▼

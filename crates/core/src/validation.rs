//! Field-level validation helpers shared by entity constructors.
//!
//! Each helper returns `DomainError::Validation` naming the offending field.

use std::sync::OnceLock;

use regex::Regex;
use rust_decimal::Decimal;

use crate::error::{DomainError, DomainResult};

/// Trim and require a non-empty value of at most `max` characters.
pub fn required_text(field: &str, value: &str, max: usize) -> DomainResult<String> {
    let trimmed = value.trim();
    if trimmed.is_empty() {
        return Err(DomainError::validation(format!("{field} is required")));
    }
    max_len(field, trimmed, max)?;
    Ok(trimmed.to_string())
}

/// Trim an optional value; blank becomes `None`.
pub fn optional_text(field: &str, value: Option<&str>, max: Option<usize>) -> DomainResult<Option<String>> {
    let Some(trimmed) = value.map(str::trim).filter(|v| !v.is_empty()) else {
        return Ok(None);
    };
    if let Some(max) = max {
        max_len(field, trimmed, max)?;
    }
    Ok(Some(trimmed.to_string()))
}

/// Optional e-mail address (blank becomes `None`).
pub fn optional_email(field: &str, value: Option<&str>) -> DomainResult<Option<String>> {
    let email = optional_text(field, value, Some(255))?;
    if let Some(ref e) = email {
        if !is_valid_email(e) {
            return Err(DomainError::validation(format!("{field} must be a valid e-mail address")));
        }
    }
    Ok(email)
}

/// A tax rate expressed in percent, inclusive range 0..=100.
pub fn percent(field: &str, value: Decimal) -> DomainResult<Decimal> {
    if value < Decimal::ZERO || value > Decimal::ONE_HUNDRED {
        return Err(DomainError::validation(format!("{field} must be between 0 and 100")));
    }
    Ok(value)
}

fn max_len(field: &str, value: &str, max: usize) -> DomainResult<()> {
    if value.chars().count() > max {
        return Err(DomainError::validation(format!(
            "{field} must be at most {max} characters"
        )));
    }
    Ok(())
}

pub fn is_valid_email(email: &str) -> bool {
    static EMAIL_REGEX: OnceLock<Option<Regex>> = OnceLock::new();
    EMAIL_REGEX
        .get_or_init(|| Regex::new(r"^[a-zA-Z0-9._%+-]+@[a-zA-Z0-9.-]+\.[a-zA-Z]{2,}$").ok())
        .as_ref()
        .is_some_and(|regex| regex.is_match(email))
}
use std::sync::Arc;

use axum::{Json, extract::Extension};

use fatoura_accounts::{Account, CompanySettings, CompanySettingsPatch};
use fatoura_infra::InitialData;

use crate::app::dto::UpdateProfileRequest;
use crate::app::errors::{self, ApiResult};
use crate::app::services::AppServices;
use crate::context::AccountContext;

/// GET /me - the caller's account, credits and company settings.
pub async fn me(
    Extension(services): Extension<Arc<AppServices>>,
    Extension(account): Extension<AccountContext>,
) -> ApiResult<Json<Account>> {
    services
        .store
        .get_account(account.account_id())
        .await
        .map(Json)
        .map_err(errors::store_error_to_response)
}

/// PATCH /me - rename the account holder.
pub async fn update_profile(
    Extension(services): Extension<Arc<AppServices>>,
    Extension(account): Extension<AccountContext>,
    Json(request): Json<UpdateProfileRequest>,
) -> ApiResult<Json<Account>> {
    services
        .store
        .rename_account(account.account_id(), &request.name)
        .await
        .map(Json)
        .map_err(errors::store_error_to_response)
}

/// PATCH /settings - merge the given fields into the company settings.
pub async fn update_settings(
    Extension(services): Extension<Arc<AppServices>>,
    Extension(account): Extension<AccountContext>,
    Json(patch): Json<CompanySettingsPatch>,
) -> ApiResult<Json<CompanySettings>> {
    services
        .store
        .update_company_settings(account.account_id(), patch)
        .await
        .map(Json)
        .map_err(errors::store_error_to_response)
}

/// GET /data/initial - account, clients and invoices in one payload.
pub async fn initial_data(
    Extension(services): Extension<Arc<AppServices>>,
    Extension(account): Extension<AccountContext>,
) -> ApiResult<Json<InitialData>> {
    services
        .store
        .initial_data(account.account_id())
        .await
        .map(Json)
        .map_err(errors::store_error_to_response)
}
//! Tracing/logging initialization.

use tracing_subscriber::EnvFilter;

/// Log line format.
#[derive(Debug, Clone, Copy, PartialEq, Eq, Default)]
pub enum LogFormat {
    /// One JSON object per event (production).
    #[default]
    Json,
    /// Human-readable lines (local development).
    Text,
}

/// Initialize tracing/logging for the process.
///
/// Safe to call multiple times (subsequent calls are no-ops).
pub fn init(format: LogFormat) {
    let filter = EnvFilter::try_from_default_env().unwrap_or_else(|_| EnvFilter::new("info"));

    // Filter configurable via RUST_LOG.
    let builder = tracing_subscriber::fmt()
        .with_env_filter(filter)
        .with_timer(tracing_subscriber::fmt::time::SystemTime)
        .with_target(false);

    let _ = match format {
        LogFormat::Json => builder.json().try_init(),
        LogFormat::Text => builder.try_init(),
    };
}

▲

Task prompt:
Would you retype the whole listing, exactly as it reads?

Task answer:
filename crates/core/src/validation.rs
//! Field-level validation helpers shared by entity constructors.
//!
//! Each helper returns `DomainError::Validation` naming the offending field.

use std::sync::OnceLock;

use regex::Regex;
use rust_decimal::Decimal;

use crate::error::{DomainError, DomainResult};

/// Trim and require a non-empty value of at most `max` characters.
pub fn required_text(field: &str, value: &str, max: usize) -> DomainResult<String> {
    let trimmed = value.trim();
    if trimmed.is_empty() {
        return Err(DomainError::validation(format!("{field} is required")));
    }
    max_len(field, trimmed, max)?;
    Ok(trimmed.to_string())
}

/// Trim an optional value; blank becomes `None`.
pub fn optional_text(field: &str, value: Option<&str>, max: Option<usize>) -> DomainResult<Option<String>> {
    let Some(trimmed) = value.map(str::trim).filter(|v| !v.is_empty()) else {
        return Ok(None);
    };
    if let Some(max) = max {
        max_len(field, trimmed, max)?;
    }
    Ok(Some(trimmed.to_string()))
}

/// Optional e-mail address (blank becomes `None`).
pub fn optional_email(field: &str, value: Option<&str>) -> DomainResult<Option<String>> {
    let email = optional_text(field, value, Some(255))?;
    if let Some(ref e) = email {
        if !is_valid_email(e) {
            return Err(DomainError::validation(format!("{field} must be a valid e-mail address")));
        }
    }
    Ok(email)
}

/// A tax rate expressed in percent, inclusive range 0..=100.
pub fn percent(field: &str, value: Decimal) -> DomainResult<Decimal> {
    if value < Decimal::ZERO || value > Decimal::ONE_HUNDRED {
        return Err(DomainError::validation(format!("{field} must be between 0 and 100")));
    }
    Ok(value)
}

fn max_len(field: &str, value: &str, max: usize) -> DomainResult<()> {
    if value.chars().count() > max {
        return Err(DomainError::validation(format!(
            "{field} must be at most {max} characters"
        )));
    }
    Ok(())
}

pub fn is_valid_email(email: &str) -> bool {
    static EMAIL_REGEX: OnceLock<Option<Regex>> = OnceLock::new();
    EMAIL_REGEX
        .get_or_init(|| Regex::new(r"^[a-zA-Z0-9._%+-]+@[a-zA-Z0-9.-]+\.[a-zA-Z]{2,}$").ok())
        .as_ref()
        .is_some_and(|regex| regex.is_match(email))
}
use std::sync::Arc;

use axum::{Json, extract::Extension};

use fatoura_accounts::{Account, CompanySettings, CompanySettingsPatch};
use fatoura_infra::InitialData;

use crate::app::dto::UpdateProfileRequest;
use crate::app::errors::{self, ApiResult};
use crate::app::services::AppServices;
use crate::context::AccountContext;

/// GET /me - the caller's account, credits and company settings.
pub async fn me(
    Extension(services): Extension<Arc<AppServices>>,
    Extension(account): Extension<AccountContext>,
) -> ApiResult<Json<Account>> {
    services
        .store
        .get_account(account.account_id())
        .await
        .map(Json)
        .map_err(errors::store_error_to_response)
}

/// PATCH /me - rename the account holder.
pub async fn update_profile(
    Extension(services): Extension<Arc<AppServices>>,
    Extension(account): Extension<AccountContext>,
    Json(request): Json<UpdateProfileRequest>,
) -> ApiResult<Json<Account>> {
    services
        .store
        .rename_account(account.account_id(), &request.name)
        .await
        .map(Json)
        .map_err(errors::store_error_to_response)
}

/// PATCH /settings - merge the given fields into the company settings.
pub async fn update_settings(
    Extension(services): Extension<Arc<AppServices>>,
    Extension(account): Extension<AccountContext>,
    Json(patch): Json<CompanySettingsPatch>,
) -> ApiResult<Json<CompanySettings>> {
    services
        .store
        .update_company_settings(account.account_id(), patch)
        .await
        .map(Json)
        .map_err(errors::store_error_to_response)
}

/// GET /data/initial - account, clients and invoices in one payload.
pub async fn initial_data(
    Extension(services): Extension<Arc<AppServices>>,
    Extension(account): Extension<AccountContext>,
) -> ApiResult<Json<InitialData>> {
    services
        .store
        .initial_data(account.account_id())
        .await
        .map(Json)
        .map_err(errors::store_error_to_response)
}
//! Tracing/logging initialization.

use tracing_subscriber::EnvFilter;

/// Log line format.
#[derive(Debug, Clone, Copy, PartialEq, Eq, Default)]
pub enum LogFormat {
    /// One JSON object per event (production).
    #[default]
    Json,
    /// Human-readable lines (local development).
    Text,
}

/// Initialize tracing/logging for the process.
///
/// Safe to call multiple times (subsequent calls are no-ops).
pub fn init(format: LogFormat) {
    let filter = EnvFilter::try_from_default_env().unwrap_or_else(|_| EnvFilter::new("info"));

    // Filter configurable via RUST_LOG.
    let builder = tracing_subscriber::fmt()
        .with_env_filter(filter)
        .with_timer(tracing_subscriber::fmt::time::SystemTime)
        .with_target(false);

    let _ = match format {
        LogFormat::Json => builder.json().try_init(),
        LogFormat::Text => builder.try_init(),
    };
}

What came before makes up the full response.